- [WHAT IS BEING ASKED] Please give the data again exactly, with no line dropped.

[DATASET EXCERPTS Boundary: Start]

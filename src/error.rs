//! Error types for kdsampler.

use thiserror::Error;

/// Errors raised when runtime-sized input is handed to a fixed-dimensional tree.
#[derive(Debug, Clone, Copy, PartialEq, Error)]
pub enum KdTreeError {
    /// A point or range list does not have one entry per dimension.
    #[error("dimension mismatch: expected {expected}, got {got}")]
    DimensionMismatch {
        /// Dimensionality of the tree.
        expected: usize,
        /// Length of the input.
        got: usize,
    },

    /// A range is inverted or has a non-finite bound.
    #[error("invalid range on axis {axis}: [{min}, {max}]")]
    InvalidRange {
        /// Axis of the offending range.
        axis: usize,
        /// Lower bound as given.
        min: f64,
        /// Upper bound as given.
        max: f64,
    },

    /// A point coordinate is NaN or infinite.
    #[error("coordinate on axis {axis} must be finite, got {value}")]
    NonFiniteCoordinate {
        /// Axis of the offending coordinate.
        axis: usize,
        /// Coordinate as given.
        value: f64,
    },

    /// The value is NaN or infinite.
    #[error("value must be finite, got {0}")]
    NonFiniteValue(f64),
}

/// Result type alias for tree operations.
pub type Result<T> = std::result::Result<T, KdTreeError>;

[DATASET EXCERPTS Boundary: End]

- [RESULT]
filename src/error.rs
//! Error types for kdsampler.

use thiserror::Error;

/// Errors raised when runtime-sized input is handed to a fixed-dimensional tree.
#[derive(Debug, Clone, Copy, PartialEq, Error)]
pub enum KdTreeError {
    /// A point or range list does not have one entry per dimension.
    #[error("dimension mismatch: expected {expected}, got {got}")]
    DimensionMismatch {
        /// Dimensionality of the tree.
        expected: usize,
        /// Length of the input.
        got: usize,
    },

    /// A range is inverted or has a non-finite bound.
    #[error("invalid range on axis {axis}: [{min}, {max}]")]
    InvalidRange {
        /// Axis of the offending range.
        axis: usize,
        /// Lower bound as given.
        min: f64,
        /// Upper bound as given.
        max: f64,
    },

    /// A point coordinate is NaN or infinite.
    #[error("coordinate on axis {axis} must be finite, got {value}")]
    NonFiniteCoordinate {
        /// Axis of the offending coordinate.
        axis: usize,
        /// Coordinate as given.
        value: f64,
    },

    /// The value is NaN or infinite.
    #[error("value must be finite, got {0}")]
    NonFiniteValue(f64),
}

/// Result type alias for tree operations.
pub type Result<T> = std::result::Result<T, KdTreeError>;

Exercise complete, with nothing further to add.